It took a while, working through other thoughts and ideas, before we reached this point. But how to illustrate an absence from language? That was the problem. And finding the solution was where the work lay.
Sometimes it seemed obvious. Sometimes it took a week of walking and worrying away at a problem to find an answer. And I think that the words and images each informed the other.
Now and again, if I moved ahead, I would have to redraft. I thought one day, when I was stuck on a problem, that I would just paint the raven idol. After all, what could Robert write that would make me paint it any differently?
Then his raven flew into my inbox, and from that moment I could only work on the raven, redrafting my images. I wrote out the words, and they flew in my dreams. I’d just picked up my puppy, Pi. We walked up the hill to watch the ravens fly and she ran away and off and over the hill, and when I called her she came back, with a raven feather in her mouth. A gift from the wild. The perfect answer to the unvoiced question I was asking the ravens. Wild magic.
When you first started thinking about the cover, did you already have a picture in your mind? What aspects of the book did you want to highlight?
JM: I had no idea what to do for the cover, but the plan was that the design team would put one together in-house. This wasn’t the way I usually worked; I’d just spent two years immersed in the book, so it felt a bit strange.
I hoped the cover would really reflect the poetic nature of the book; inside, the absence spreads are my attempt to paint a spell, a poem, to echo Rob’s words - a pre-echo.
The first draft cover I was shown featured a mountain hare in a field of dandelions. It didn’t, to me, quite sit with the magic and mystery of the book, which is, I hope, a hymn of praise to the wild around us. Some other options took cues from children’s books or encyclopedias, but this book isn’t that. It’s a book for all ages.
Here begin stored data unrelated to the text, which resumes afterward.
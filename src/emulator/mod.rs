//! Emulator numerics: sampling, regression, Gaussian processes, active
//! parameters and implausibility.
//!
//! Provides:
//! - `SampleSpace`: Latin-hypercube designs and plausible-region refinement
//! - `EmulatorSystem`: regression plus Gaussian process for one output
//! - `select_active`: partial F-test selection of active parameters
//! - `ImplCut`: implausibility cut-off and classification
//! - `Emulator`: every iteration in memory, evaluated in sequence

mod active;
mod gaussian;
mod implausibility;
mod mock;
mod regression;
mod sampling;
mod system;

pub use active::*;
pub use gaussian::*;
pub use implausibility::*;
pub use mock::*;
pub use regression::*;
pub use sampling::*;
pub use system::*;

use crate::checkpoint::Iteration;
use crate::modellink::ModelLink;
use crate::models::{HistMatchError, Result};
use serde::{Deserialize, Serialize};
use std::collections::BTreeMap;

/// Result of evaluating one parameter vector through the iterations.
#[derive(Debug, Clone, PartialEq, Serialize, Deserialize)]
pub struct SampleEvaluation {
    pub par: Vec<f64>,
    /// Last iteration evaluated: the first one that rejected the sample, or the target
    pub emul_i_stop: usize,
    pub plausible: bool,
    pub impl_cut_val: f64,
    /// Per output of `emul_i_stop`
    pub adj_exp: Vec<f64>,
    pub adj_var: Vec<f64>,
    pub uni_impl: Vec<f64>,
}

/// Every iteration held in memory, keyed by number.
#[derive(Debug, Clone, Default)]
pub struct Emulator {
    iterations: BTreeMap<usize, Iteration>,
}

impl Emulator {
    pub fn from_iterations(iterations: Vec<Iteration>) -> Self {
        Self {
            iterations: iterations.into_iter().map(|it| (it.emul_i, it)).collect(),
        }
    }

    /// Latest iteration number, 0 when empty.
    pub fn latest(&self) -> usize {
        self.iterations.keys().next_back().copied().unwrap_or(0)
    }

    pub fn iteration(&self, emul_i: usize) -> Option<&Iteration> {
        self.iterations.get(&emul_i)
    }

    pub fn iteration_mut(&mut self, emul_i: usize) -> Option<&mut Iteration> {
        self.iterations.get_mut(&emul_i)
    }

    pub fn iterations(&self) -> impl Iterator<Item = &Iteration> {
        self.iterations.values()
    }

    pub fn insert(&mut self, iteration: Iteration) {
        self.iterations.insert(iteration.emul_i, iteration);
    }

    /// Drop every iteration after `emul_i`.
    pub fn truncate_after(&mut self, emul_i: usize) {
        self.iterations.retain(|k, _| *k <= emul_i);
    }

    /// Evaluate one iteration at `par`.
    pub fn evaluate_iteration(
        &self,
        iteration: &Iteration,
        par: &[f64],
        model: &dyn ModelLink,
    ) -> Result<(Vec<f64>, Vec<f64>, Vec<f64>)> {
        let n = iteration.systems.len();
        let (mut exp, mut var, mut uni) = (Vec::with_capacity(n), Vec::with_capacity(n), Vec::with_capacity(n));
        for (s, data) in iteration.data.iter().enumerate() {
            let (e, v) = iteration.predict(s, par)?;
            let md_var = model.md_var(iteration.emul_i, par, data);
            uni.push(uni_impl(data, e, v, md_var));
            exp.push(e);
            var.push(v);
        }
        Ok((exp, var, uni))
    }

    /// Evaluate `par` through iterations `1..=upto`, stopping at the first
    /// iteration that finds it implausible.
    ///
    /// B_i(every iteration up to `upto` has a cut-off) → Request error
    pub fn evaluate_sample(&self, par: &[f64], upto: usize, model: &dyn ModelLink) -> Result<SampleEvaluation> {
        let mut last = None;
        for k in 1..=upto {
            let iteration = self.iterations.get(&k).ok_or_else(|| {
                HistMatchError::Request(format!("iteration {k} has not been constructed"))
            })?;
            let cut = iteration.impl_cut.as_ref().ok_or_else(|| {
                HistMatchError::Request(format!("iteration {k} has not been analyzed"))
            })?;
            let (adj_exp, adj_var, uni) = self.evaluate_iteration(iteration, par, model)?;
            let class = cut.classify(&uni)?;
            let eval = SampleEvaluation {
                par: par.to_vec(),
                emul_i_stop: k,
                plausible: class.plausible,
                impl_cut_val: class.impl_cut_val,
                adj_exp,
                adj_var,
                uni_impl: uni,
            };
            if !eval.plausible {
                return Ok(eval);
            }
            last = Some(eval);
        }
        last.ok_or_else(|| HistMatchError::Request("no iteration to evaluate".to_string()))
    }
}

#[cfg(test)]
mod tests {
    use super::*;
    use crate::checkpoint::Stage;
    use crate::modellink::GaussianLink;
    use crate::models::{DataIdx, ParSet};

    /// Iteration whose single "1" output is emulated by a constant regression.
    fn constant_iteration(emul_i: usize, link: &GaussianLink, value: f64, cut: Vec<f64>) -> Iteration {
        let sam_set: Vec<ParSet> = (0..6).map(|i| vec![1.0 + i as f64 * 0.5, 2.0]).collect();
        let data = vec![link.data()[0].clone()];
        let mut it = Iteration::new(emul_i, EmulationMethod::Regression, data, sam_set.clone());
        let mut sys = EmulatorSystem::new(DataIdx::from("1"), 2);
        let normalizer = Normalizer::new(link.parameters());
        let y = vec![value; sam_set.len()];
        sys.fit_regression(EmulationMethod::Regression, &sam_set, &y, &normalizer, 1, 2)
            .unwrap();
        it.systems.push(sys);
        it.impl_cut = Some(ImplCut::new(cut).unwrap());
        for s in Stage::ALL {
            it.complete(s);
        }
        it
    }

    #[test]
    fn test_stops_at_first_implausible_iteration() {
        let link = GaussianLink::two_d();
        let observed = link.data()[0].value;
        let emulator = Emulator::from_iterations(vec![
            constant_iteration(1, &link, observed, vec![3.0]),
            constant_iteration(2, &link, observed + 100.0, vec![3.0]),
        ]);
        assert_eq!(emulator.latest(), 2);

        let eval = emulator.evaluate_sample(&[2.5, 2.0], 1, &link).unwrap();
        assert!(eval.plausible);
        assert_eq!(eval.emul_i_stop, 1);

        let eval = emulator.evaluate_sample(&[2.5, 2.0], 2, &link).unwrap();
        assert!(!eval.plausible);
        assert_eq!(eval.emul_i_stop, 2);
        assert!(eval.uni_impl[0] > 3.0);
    }

    #[test]
    fn test_unanalyzed_iteration_is_a_request_error() {
        let link = GaussianLink::two_d();
        let mut it = constant_iteration(1, &link, 0.0, vec![3.0]);
        it.impl_cut = None;
        let emulator = Emulator::from_iterations(vec![it]);
        assert!(matches!(
            emulator.evaluate_sample(&[2.5, 2.0], 1, &link),
            Err(HistMatchError::Request(_))
        ));
    }
}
When Robert asked me what I thought, I answered with a drawing of a dandelion head, seeds blown away, and a goldfinch in flight. Sparse, time running out, but seeds bringing hope... more of a poem, I hoped.
But the book is large. It will take up space on shelves in shops. When the design team put my painting together with the type, I realised it needed to be much bigger, so I did another sketch - more finches, seeds blowing. I hope it will sit, quietly calling - rather than shouting - LOOK AT ME!
Can you tell us about the technical process of creating the cover?
JM: It went like this: first a small sketch, then a wander into the fields to find dandelions. Years of lying down in the long grass, looking, playing with dandelion clocks (I knew that research would come in handy eventually). There’s a great deal of pressure when it comes to doing cover art, but really I just tried to properly look at a dandelion. That’s all this kind of painting is, really. Looking. Paying attention. Looking again and trying to see how something is – how it really is, and not what you think it looks like.
Do you have a favourite element in the finished design - something that feels extra special or important to you?
JM: I do rather love the type. And the space. There’s gold foil, and I’m hoping the texture and the weight of the book feels good in the hands. I love the size of it.
You can judge a book by its cover. It takes teamwork to produce something beautiful. In the case of The Lost Words, there’s a wonderful team of people behind Robert and me.
Robert, you wrote the words of the book - how were you involved in designing the cover?
RM: I was lucky to be very involved, which speaks of the generous readiness of the design team to work with both author and artist to get the look right.
I knew I wanted goldfinches on the cover - a charm of them. Gold is this book's main colour: Jackie has used gold-leaf throughout to give a magical sheen to her images - they have shades of medieval illuminated manuscripts, or of Russian icons. So it seemed right to have goldfinches - goldies, as they're affectionately known - shimmering across the front of the book.
How does the cover design relate to what you both set out to do in creating the book?
RM: We want this book to conjure back the common words and species that are steadily disappearing from everyday life - and especially from children’s stories and dreams.
In a Cambridge University study, conservationists found British primary schoolchildren 'substantially better' at identifying Pokémon characters than species of common British wildlife. For weasel, read Weedle; for peewit, read Pikachu.
So, as the virtual world has moved decisively to the centre of childhood experience, our 'spell-book' is an attempt to enchant nearby nature again, much as Cicely Mary Barker's Flower Fairies taught generations of children the names and habits of our plants and flowers.
Children’s experiences are at the centre of the idea, then, but this looks quite different to a lot of children’s books - can you tell us a bit about why you wanted it to have a different style?
RM: Jackie and I have always thought of The Lost Words not as a children's book but as ‘a book for all ages’ - or perhaps a book for children aged 3 to 100. We wanted it to be quite unlike any other book that exists: to catch at the beauty and wonder - but also the eeriness and otherness - of the natural world.
So the cover needed somehow to speak of this strangeness, too, rather than trying to mimic an existing style. That’s how we came to this final design: ghostly in the windspun seeds of the dandelion head, lush in the charm of goldfinches that flit across it.